(EXTRACTED RECORDS)
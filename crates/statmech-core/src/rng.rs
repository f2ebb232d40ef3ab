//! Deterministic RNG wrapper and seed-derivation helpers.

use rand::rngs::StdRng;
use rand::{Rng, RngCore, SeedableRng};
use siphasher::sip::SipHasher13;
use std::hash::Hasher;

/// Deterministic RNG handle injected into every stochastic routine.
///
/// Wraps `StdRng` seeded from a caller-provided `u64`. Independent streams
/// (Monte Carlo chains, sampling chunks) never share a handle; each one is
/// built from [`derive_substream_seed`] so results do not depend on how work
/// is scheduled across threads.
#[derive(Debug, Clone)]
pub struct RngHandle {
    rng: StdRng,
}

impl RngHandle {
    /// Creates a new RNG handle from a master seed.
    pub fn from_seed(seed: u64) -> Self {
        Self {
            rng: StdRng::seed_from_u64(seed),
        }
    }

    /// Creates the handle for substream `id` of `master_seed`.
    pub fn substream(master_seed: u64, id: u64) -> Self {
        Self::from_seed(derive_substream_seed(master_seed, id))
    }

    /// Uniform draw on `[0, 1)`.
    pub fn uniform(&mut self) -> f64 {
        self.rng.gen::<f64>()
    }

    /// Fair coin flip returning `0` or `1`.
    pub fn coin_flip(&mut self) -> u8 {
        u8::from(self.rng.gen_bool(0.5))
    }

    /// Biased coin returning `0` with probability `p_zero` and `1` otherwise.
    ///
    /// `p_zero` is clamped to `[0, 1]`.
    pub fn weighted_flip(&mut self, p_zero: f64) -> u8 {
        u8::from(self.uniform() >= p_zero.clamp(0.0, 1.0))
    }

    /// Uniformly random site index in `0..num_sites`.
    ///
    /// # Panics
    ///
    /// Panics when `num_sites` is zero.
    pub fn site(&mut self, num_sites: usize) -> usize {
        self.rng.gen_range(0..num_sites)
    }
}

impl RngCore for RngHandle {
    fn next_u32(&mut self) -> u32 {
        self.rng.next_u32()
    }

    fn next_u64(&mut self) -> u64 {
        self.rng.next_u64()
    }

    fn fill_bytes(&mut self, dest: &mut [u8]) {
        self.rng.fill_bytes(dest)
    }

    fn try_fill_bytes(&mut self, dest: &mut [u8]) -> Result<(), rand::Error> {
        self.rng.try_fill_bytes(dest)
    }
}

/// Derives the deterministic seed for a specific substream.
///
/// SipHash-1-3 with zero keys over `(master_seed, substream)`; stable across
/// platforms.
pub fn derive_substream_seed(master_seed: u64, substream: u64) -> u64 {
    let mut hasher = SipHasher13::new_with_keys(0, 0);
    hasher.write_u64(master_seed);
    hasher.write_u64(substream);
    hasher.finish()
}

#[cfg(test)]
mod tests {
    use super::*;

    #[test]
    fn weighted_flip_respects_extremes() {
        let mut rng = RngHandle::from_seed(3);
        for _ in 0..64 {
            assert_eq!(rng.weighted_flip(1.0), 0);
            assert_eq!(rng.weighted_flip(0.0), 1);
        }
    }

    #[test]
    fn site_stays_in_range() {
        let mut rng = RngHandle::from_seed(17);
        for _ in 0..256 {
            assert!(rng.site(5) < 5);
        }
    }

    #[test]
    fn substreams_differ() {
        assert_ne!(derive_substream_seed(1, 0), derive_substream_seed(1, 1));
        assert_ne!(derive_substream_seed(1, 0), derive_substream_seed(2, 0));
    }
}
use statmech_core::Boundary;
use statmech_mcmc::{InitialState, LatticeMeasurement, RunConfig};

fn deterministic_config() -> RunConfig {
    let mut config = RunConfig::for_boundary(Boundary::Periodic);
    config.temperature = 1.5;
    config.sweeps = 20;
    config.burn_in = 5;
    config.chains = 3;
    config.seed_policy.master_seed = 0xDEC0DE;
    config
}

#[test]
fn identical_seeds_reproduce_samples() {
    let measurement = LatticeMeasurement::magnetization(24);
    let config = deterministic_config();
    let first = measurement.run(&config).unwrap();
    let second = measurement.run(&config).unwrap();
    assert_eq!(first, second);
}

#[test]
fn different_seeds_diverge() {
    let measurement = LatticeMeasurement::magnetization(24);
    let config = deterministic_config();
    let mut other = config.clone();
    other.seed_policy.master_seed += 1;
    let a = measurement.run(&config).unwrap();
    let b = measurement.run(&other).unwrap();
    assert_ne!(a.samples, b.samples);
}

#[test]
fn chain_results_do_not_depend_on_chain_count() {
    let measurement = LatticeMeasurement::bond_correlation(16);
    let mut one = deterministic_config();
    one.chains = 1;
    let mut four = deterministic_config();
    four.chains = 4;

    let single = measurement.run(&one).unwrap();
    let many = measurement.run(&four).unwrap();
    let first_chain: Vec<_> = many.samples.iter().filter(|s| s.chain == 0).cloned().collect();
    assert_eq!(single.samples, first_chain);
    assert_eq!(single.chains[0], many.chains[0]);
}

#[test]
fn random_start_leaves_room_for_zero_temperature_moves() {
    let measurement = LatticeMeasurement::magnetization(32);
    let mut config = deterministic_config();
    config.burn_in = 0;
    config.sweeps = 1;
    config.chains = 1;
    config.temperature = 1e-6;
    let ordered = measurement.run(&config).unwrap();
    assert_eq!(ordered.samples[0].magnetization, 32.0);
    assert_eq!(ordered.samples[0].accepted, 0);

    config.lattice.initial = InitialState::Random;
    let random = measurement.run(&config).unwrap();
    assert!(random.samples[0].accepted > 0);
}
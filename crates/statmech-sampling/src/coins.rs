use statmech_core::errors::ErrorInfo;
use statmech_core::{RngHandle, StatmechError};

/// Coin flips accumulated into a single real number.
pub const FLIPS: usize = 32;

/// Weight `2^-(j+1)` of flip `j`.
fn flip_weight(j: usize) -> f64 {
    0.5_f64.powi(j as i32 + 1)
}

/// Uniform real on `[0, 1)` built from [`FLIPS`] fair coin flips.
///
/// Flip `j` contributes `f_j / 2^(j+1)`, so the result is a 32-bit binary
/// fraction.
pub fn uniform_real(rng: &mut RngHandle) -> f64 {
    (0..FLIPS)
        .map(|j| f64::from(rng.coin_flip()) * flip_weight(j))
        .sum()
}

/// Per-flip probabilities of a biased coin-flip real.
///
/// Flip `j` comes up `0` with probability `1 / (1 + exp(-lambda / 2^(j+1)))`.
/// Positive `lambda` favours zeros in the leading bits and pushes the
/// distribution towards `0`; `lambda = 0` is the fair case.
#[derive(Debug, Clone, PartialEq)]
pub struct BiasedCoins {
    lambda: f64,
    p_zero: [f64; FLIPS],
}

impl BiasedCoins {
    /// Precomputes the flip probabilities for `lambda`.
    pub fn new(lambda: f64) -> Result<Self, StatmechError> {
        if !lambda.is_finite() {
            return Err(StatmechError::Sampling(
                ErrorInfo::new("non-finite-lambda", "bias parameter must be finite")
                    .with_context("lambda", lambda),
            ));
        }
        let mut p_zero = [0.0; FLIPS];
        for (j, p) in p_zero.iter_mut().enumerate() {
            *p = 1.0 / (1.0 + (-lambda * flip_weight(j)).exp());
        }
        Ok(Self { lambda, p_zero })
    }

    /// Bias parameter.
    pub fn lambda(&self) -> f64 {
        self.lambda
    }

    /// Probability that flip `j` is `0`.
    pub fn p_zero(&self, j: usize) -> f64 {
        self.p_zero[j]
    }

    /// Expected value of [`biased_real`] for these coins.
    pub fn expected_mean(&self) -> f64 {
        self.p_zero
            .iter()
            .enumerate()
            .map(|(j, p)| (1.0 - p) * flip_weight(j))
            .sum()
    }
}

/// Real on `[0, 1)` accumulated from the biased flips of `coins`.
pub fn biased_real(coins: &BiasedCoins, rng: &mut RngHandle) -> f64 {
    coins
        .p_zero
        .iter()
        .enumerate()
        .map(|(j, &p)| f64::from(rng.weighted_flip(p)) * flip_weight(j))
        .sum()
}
--
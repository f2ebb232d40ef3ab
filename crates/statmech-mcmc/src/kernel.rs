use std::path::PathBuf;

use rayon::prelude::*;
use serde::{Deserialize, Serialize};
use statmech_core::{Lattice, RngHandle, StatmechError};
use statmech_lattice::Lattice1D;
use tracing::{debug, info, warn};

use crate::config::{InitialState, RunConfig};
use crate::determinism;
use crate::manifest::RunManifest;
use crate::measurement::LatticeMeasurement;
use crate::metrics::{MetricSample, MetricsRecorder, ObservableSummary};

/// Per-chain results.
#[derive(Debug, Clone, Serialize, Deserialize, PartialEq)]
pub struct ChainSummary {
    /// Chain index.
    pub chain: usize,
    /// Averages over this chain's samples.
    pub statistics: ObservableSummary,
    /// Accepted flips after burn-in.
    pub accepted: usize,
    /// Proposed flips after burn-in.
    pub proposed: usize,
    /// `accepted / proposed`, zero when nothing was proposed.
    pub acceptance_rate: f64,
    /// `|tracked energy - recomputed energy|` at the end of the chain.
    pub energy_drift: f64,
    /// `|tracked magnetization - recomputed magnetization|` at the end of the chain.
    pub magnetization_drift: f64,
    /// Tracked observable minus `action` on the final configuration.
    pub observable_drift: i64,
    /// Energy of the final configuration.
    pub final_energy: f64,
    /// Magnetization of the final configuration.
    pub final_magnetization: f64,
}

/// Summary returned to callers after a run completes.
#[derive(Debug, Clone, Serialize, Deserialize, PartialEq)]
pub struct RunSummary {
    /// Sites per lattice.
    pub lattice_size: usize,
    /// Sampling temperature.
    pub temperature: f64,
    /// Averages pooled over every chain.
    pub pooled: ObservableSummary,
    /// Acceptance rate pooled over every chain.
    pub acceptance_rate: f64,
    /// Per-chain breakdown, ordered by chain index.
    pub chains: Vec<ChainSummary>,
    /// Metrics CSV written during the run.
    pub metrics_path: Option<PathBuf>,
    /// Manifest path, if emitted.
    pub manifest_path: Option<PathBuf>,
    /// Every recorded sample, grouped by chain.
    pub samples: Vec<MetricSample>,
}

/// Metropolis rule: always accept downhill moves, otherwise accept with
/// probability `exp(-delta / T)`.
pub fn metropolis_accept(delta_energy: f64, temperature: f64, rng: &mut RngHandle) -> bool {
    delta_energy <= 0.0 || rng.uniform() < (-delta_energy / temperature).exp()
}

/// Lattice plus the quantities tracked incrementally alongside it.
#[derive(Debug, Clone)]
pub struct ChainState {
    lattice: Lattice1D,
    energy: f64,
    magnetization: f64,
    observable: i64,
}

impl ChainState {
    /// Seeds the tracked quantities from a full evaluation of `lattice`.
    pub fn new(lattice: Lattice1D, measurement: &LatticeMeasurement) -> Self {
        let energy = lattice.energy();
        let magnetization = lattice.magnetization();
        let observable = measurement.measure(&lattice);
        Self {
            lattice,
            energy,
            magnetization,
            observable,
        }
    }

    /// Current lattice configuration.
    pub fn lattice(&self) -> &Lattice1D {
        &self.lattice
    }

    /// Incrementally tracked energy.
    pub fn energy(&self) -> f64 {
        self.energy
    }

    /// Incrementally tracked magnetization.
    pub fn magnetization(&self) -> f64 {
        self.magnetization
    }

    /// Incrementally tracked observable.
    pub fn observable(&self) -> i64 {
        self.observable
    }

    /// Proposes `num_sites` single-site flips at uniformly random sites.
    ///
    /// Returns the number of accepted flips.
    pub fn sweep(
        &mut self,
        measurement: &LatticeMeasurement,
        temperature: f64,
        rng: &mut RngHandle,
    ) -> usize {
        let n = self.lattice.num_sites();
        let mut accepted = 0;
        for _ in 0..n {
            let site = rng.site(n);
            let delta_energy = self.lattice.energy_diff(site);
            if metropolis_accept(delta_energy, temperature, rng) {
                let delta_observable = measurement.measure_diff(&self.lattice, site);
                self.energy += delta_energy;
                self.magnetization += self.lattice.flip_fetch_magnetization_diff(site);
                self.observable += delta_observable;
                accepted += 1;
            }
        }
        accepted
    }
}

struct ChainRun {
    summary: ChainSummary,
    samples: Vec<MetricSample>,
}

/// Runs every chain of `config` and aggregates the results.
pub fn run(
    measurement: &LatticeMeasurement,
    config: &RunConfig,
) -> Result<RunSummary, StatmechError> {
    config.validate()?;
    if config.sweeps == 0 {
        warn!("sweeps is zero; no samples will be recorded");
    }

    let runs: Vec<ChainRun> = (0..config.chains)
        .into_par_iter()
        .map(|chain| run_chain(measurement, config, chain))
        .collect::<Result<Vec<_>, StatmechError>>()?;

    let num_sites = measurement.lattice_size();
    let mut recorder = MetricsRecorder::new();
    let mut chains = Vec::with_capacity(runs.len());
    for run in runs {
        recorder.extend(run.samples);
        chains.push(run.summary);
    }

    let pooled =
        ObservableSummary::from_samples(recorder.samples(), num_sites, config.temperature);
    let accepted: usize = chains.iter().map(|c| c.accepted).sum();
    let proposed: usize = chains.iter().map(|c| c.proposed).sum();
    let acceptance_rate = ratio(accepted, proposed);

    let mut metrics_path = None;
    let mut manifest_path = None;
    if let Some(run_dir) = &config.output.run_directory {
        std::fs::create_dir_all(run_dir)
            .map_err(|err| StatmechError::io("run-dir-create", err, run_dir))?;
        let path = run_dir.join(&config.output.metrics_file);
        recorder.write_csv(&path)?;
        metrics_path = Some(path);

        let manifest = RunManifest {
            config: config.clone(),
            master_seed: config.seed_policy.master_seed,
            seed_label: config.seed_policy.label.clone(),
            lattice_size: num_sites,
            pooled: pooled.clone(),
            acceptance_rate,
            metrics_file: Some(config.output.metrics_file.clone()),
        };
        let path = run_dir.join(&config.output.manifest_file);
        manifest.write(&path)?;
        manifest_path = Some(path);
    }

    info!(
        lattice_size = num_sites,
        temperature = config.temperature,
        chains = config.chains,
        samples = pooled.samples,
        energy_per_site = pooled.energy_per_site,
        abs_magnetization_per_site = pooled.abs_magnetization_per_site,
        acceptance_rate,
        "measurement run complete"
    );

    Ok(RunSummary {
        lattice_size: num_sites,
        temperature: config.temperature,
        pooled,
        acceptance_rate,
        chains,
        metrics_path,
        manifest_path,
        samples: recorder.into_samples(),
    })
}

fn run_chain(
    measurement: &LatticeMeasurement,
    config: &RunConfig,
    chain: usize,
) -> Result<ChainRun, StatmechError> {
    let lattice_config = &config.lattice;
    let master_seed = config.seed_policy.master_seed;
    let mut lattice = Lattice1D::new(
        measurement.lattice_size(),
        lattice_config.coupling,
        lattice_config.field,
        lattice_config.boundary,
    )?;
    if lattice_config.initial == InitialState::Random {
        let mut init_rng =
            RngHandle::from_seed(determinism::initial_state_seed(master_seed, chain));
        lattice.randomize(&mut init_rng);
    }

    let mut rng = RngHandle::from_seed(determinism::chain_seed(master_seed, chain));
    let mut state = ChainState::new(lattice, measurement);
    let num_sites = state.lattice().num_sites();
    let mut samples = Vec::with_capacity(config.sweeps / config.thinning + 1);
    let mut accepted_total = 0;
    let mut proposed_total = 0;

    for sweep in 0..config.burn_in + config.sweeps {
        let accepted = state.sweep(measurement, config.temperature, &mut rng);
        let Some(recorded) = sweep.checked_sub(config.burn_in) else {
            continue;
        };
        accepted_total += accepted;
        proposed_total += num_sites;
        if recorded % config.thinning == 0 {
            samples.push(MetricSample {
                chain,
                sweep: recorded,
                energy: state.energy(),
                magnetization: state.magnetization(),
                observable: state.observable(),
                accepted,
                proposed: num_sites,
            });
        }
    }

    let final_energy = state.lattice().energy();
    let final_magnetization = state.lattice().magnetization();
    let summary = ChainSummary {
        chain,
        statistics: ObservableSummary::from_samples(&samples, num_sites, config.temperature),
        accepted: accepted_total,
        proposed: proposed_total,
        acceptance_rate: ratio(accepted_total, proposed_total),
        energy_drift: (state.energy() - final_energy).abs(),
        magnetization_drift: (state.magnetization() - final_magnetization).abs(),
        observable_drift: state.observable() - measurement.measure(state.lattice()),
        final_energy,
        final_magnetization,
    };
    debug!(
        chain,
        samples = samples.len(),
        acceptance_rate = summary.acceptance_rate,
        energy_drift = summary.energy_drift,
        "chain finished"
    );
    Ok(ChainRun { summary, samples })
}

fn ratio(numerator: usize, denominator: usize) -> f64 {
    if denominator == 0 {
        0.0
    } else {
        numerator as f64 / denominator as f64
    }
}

(TASK INSTRUCTIONS) In the listing, find every line with the word "sweeps" and state how many there are, nothing more.

(ANSWER AREA) 6